[M3devel] firming up atomics?

Jay K jay.krell at cornell.edu
Sun Oct 17 02:27:11 CEST 2010


Tony,

Can we firm up the atomic semantics/implementatino?

Now might be a good time for me to make the NT/x86 backend
definitely work, test it, and make it more efficient.
  (ie. not using InterlockedCompareExchange loop for InterlockedIncrement when a simple xadd will work).
 
 
Like, old value vs. new value returned?


Off the cuff, I'd say, better to always return old value.
The new value can always be computed from it.

However we are the mercy of the processors.


And it only matters for or/and.
xor/add/sub/inc/dec can all compute either from either.


Also, please, I don't find the specifications clear.
At least the last time I studied them.


To me they should say, things like,
 "returns the old value" 
 or "returns the new value" 

 
or returns true if compare matched
or returns false if the compare matched
etc.


The mentions of "spurious failure" or whatnot didn't make sense either.
They should say, something like:
returns true if the compare matched
 but sometimes even if the compare should have matched,
 it won't, and false will be returned -- specify everything that happens when there is "failure".

 
Furthermore, if you look at what Microsoft compilers provide,
they provide a bunch of very simple very clear well documented functions,
that the compiler implements and inlines.
 (at least if you ignore the qcuire/release stuff that confuses me...

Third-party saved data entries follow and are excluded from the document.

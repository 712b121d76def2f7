//! Show command implementation.
//!
//! The `current show` command renders the full detail view for one stack:
//! metadata, the synthesized downloads chart, the compatibility matrix,
//! install commands, links, and recent versions.

use crate::api::ApiClient;
use crate::cli::args::ShowArgs;
use crate::config::ApiConfig;
use crate::error::{CurrentError, Result};
use crate::trend::TrendSeries;
use crate::ui::theme::CurrentTheme;
use crate::ui::{detail_lines, summary_line, OutputMode, UserInterface};

use super::dispatcher::{Command, CommandResult};

/// The show command implementation.
pub struct ShowCommand {
    config: ApiConfig,
    args: ShowArgs,
}

impl ShowCommand {
    /// Create a new show command.
    pub fn new(config: &ApiConfig, args: ShowArgs) -> Self {
        Self {
            config: config.clone(),
            args,
        }
    }

    /// Get the command arguments.
    pub fn args(&self) -> &ShowArgs {
        &self.args
    }
}

impl Command for ShowCommand {
    fn execute(&self, ui: &mut dyn UserInterface) -> Result<CommandResult> {
        let client = ApiClient::new(&self.config);

        if self.args.json {
            let details = match client.stack(&self.args.name) {
                Ok(details) => details,
                Err(e) => {
                    ui.error(&format!("Error: {}", e));
                    return Ok(CommandResult::failure(1));
                }
            };
            ui.message(&serde_json::to_string_pretty(&details)?);
            return Ok(CommandResult::success());
        }

        let mut spinner = ui.start_spinner(&format!("Fetching {}...", self.args.name));
        let details = match client.stack(&self.args.name) {
            Ok(details) => details,
            Err(CurrentError::StackNotFound { name }) => {
                spinner.finish_and_clear();
                ui.show_header("Stack Not Found");
                ui.error(&format!("Stack '{}' not found", name));
                ui.show_hint("Run `current stacks` to see what's tracked");
                return Ok(CommandResult::failure(1));
            }
            Err(e) => {
                spinner.finish_error("Failed to fetch stack");
                ui.error(&format!("Error: {}", e));
                return Ok(CommandResult::failure(1));
            }
        };

        spinner.set_message("Loading chart data...");
        let series = TrendSeries::synthesize(self.args.range);
        spinner.finish_and_clear();

        if ui.output_mode() == OutputMode::Quiet {
            ui.message(&summary_line(&details.stack));
            return Ok(CommandResult::success());
        }

        let theme = CurrentTheme::new();
        ui.show_header(&summary_line(&details.stack));
        for line in detail_lines(&details, &series, &theme) {
            ui.message(&line);
        }

        Ok(CommandResult::success())
    }
}

#[cfg(test)]
mod tests {
    use super::*;
    use crate::trend::TimeRange;
    use crate::ui::MockUI;
    use httpmock::prelude::*;

    const REACT_DETAILS: &str = r#"{
        "name": "React",
        "language": "JavaScript",
        "latest_version": "19.1.0",
        "release_date": "2025-03-28",
        "docs_url": "https://react.dev",
        "github_url": "https://github.com/facebook/react",
        "install": {"npm": "npm install react", "yarn": "yarn add react"},
        "github_stars": 230000,
        "github_forks": 48000,
        "downloads_weekly": 32500000,
        "category": "frontend",
        "description": "The library for web and native user interfaces",
        "previous_version": "19.0.0",
        "version_history": [
            {"version": "19.1.0", "date": "2025-03-28", "changes": ["Owner stacks", "Suspense fixes"]},
            {"version": "19.0.0", "date": "2024-12-05", "changes": ["Actions", "Server components"]}
        ]
    }"#;

    fn args_for(name: &str) -> ShowArgs {
        ShowArgs {
            name: name.to_string(),
            range: TimeRange::default(),
            json: false,
        }
    }

    fn command_for(server: &MockServer, args: ShowArgs) -> ShowCommand {
        ShowCommand::new(&ApiConfig::new(server.base_url()), args)
    }

    fn mock_react(server: &MockServer) {
        server.mock(|when, then| {
            when.method(GET).path("/stacks/React");
            then.status(200).body(REACT_DETAILS);
        });
    }

    #[test]
    fn renders_every_detail_section() {
        let server = MockServer::start();
        mock_react(&server);
        let cmd = command_for(&server, args_for("React"));
        let mut ui = MockUI::new();

        let result = cmd.execute(&mut ui).unwrap();

        assert!(result.success);
        assert!(ui.has_header("React v19.1.0"));
        assert!(ui.has_message("Downloads Over Time (30d)"));
        assert!(ui.has_message("Compatibility Matrix"));
        assert!(ui.has_message("Installation"));
        assert!(ui.has_message("Links"));
        assert!(ui.has_message("Recent Versions"));
    }

    #[test]
    fn range_flag_flows_into_the_chart_title() {
        let server = MockServer::start();
        mock_react(&server);
        let args = ShowArgs {
            range: TimeRange::Week,
            ..args_for("React")
        };
        let cmd = command_for(&server, args);
        let mut ui = MockUI::new();

        cmd.execute(&mut ui).unwrap();

        assert!(ui.has_message("Downloads Over Time (7d)"));
    }

    #[test]
    fn missing_stack_fails_with_not_found_view() {
        let server = MockServer::start();
        server.mock(|when, then| {
            when.method(GET).path("/stacks/Svelte");
            then.status(404)
                .body(r#"{"detail": "Stack 'Svelte' not found"}"#);
        });
        let cmd = command_for(&server, args_for("Svelte"));
        let mut ui = MockUI::new();

        let result = cmd.execute(&mut ui).unwrap();

        assert!(!result.success);
        assert_eq!(result.exit_code, 1);
        assert!(ui.has_header("Stack Not Found"));
        assert!(ui.has_error("Stack 'Svelte' not found"));
    }

    #[test]
    fn transport_failure_renders_error_view() {
        let server = MockServer::start();
        server.mock(|when, then| {
            when.method(GET).path("/stacks/React");
            then.status(502).body("bad gateway");
        });
        let cmd = command_for(&server, args_for("React"));
        let mut ui = MockUI::new();

        let result = cmd.execute(&mut ui).unwrap();

        assert!(!result.success);
        assert!(ui.has_error("HTTP 502"));
    }

    #[test]
    fn quiet_mode_prints_only_the_summary() {
        let server = MockServer::start();
        mock_react(&server);
        let cmd = command_for(&server, args_for("React"));
        let mut ui = MockUI::with_mode(OutputMode::Quiet);

        cmd.execute(&mut ui).unwrap();

        assert_eq!(ui.messages(), ["React v19.1.0"]);
    }

    #[test]
    fn json_mode_prints_the_details_payload() {
        let server = MockServer::start();
        mock_react(&server);
        let args = ShowArgs {
            json: true,
            ..args_for("React")
        };
        let cmd = command_for(&server, args);
        let mut ui = MockUI::new();

        cmd.execute(&mut ui).unwrap();

        let payload: serde_json::Value = serde_json::from_str(&ui.messages()[0]).unwrap();
        assert_eq!(payload["name"], "React");
        assert_eq!(payload["previous_version"], "19.0.0");
    }
}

You could specify in terms of them.
 Really. A good idea.


ie: is our compare_exchange equivalent to InterlockedCompareExchange?
  Or maybe parameter order different?

  
Of course, I understand, the types supported by the Microsoft
intrinsics have varied through time and slowly grown.
8bit and 16bit might still be lacking but 32bit and 64bit are very
complete. 64bit atomic operations on 32bit x86 processors 
since Pentium or so can be synthesized with a loop over
InterlockedCompareExchange64.


Or in terms of the gcc intrinsics, probably similarly ok.


We should probably also nail down the implementation where
they aren't available.


And maybe put in safer defaults?
  And quickly improve where we can, e.g. on all x86/AMD64 platforms.